My personal pasttime is watching wildlife films for how they were done!
BBC knows all places where wild animals were tamed by scientists or reserve managers around the world. That is how many photos are made. Also, big series like "Life of birds" is a teamwork of many photographers sending footage from all over the world. Sir David himself did not visit all the birds shown. Nest close-ups are camera buried in grass near the nest. Some footage shows captive animals. Usually all longer scenes (like predator chasing prey) are composed from many different footages.
EG. you might notice that when egret catches fish (filmed from below), the remaining fish don't swim away. Egret is picking them from small aquarium or jar put above the camera.
Falcons chasing birds are veery problematic, I remember somebody arguing that they were composed not just from different hunts, but the falcon itself changed species several times in "one hunt".

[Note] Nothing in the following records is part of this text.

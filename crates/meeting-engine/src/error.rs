//! Error types for meeting-engine operations.

use thiserror::Error;

#[derive(Error, Debug, Clone, PartialEq, Eq)]
pub enum EngineError {
    /// The base end of a recurring schedule is not strictly after its start.
    #[error("Invalid duration: base end must be after base start")]
    InvalidDuration,

    /// Neither the rule nor the caller supplied an upper bound for expansion.
    #[error("Unbounded window: expansion requires a rule end date or a range end")]
    UnboundedWindow,

    /// A frequency other than daily/weekly reached the engine.
    #[error("Invalid frequency: {0:?}")]
    InvalidFrequency(String),

    #[error("Invalid interval: start must be before end")]
    InvalidInterval,

    #[error("Invalid period kind: {0:?}")]
    InvalidPeriod(String),

    #[error("Invalid UTC offset: {0:?}")]
    InvalidOffset(String),

    /// An RRULE could not be imported.
    #[error("Invalid RRULE: {0}")]
    InvalidRule(String),

    /// Calendar arithmetic left the representable date range.
    #[error("Date out of range")]
    OutOfRange,
}

pub type Result<T> = std::result::Result<T, EngineError>;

When Goshawk catches a bird, note how the angle of camera changes. It is a tame bird whizzing just in front the cameraman from one side to another. Then the Goshawk lands in the middle of open meadow. The next scene shows a close-up of it. Nobody can creep in short grass until 0,5 m from the hawk. Yes, a tame bird again.
Some auks swimming underwater are in artifical light with solid rocky backdrop. Aquarium tank. Notes at the end allows you to read, that this was Cincinnati Zoo.
Happily, in this series you don't see many concrete rocks, gardener plants, blocked backdrops and other signs of zoo/cage photography.
"Life of birds" is actually much less edited than Attenborough earlier films, and certainly much more faithful than eg. Jeff Corwin with mostly tame animals. But looking carefully, you will still notice a lot!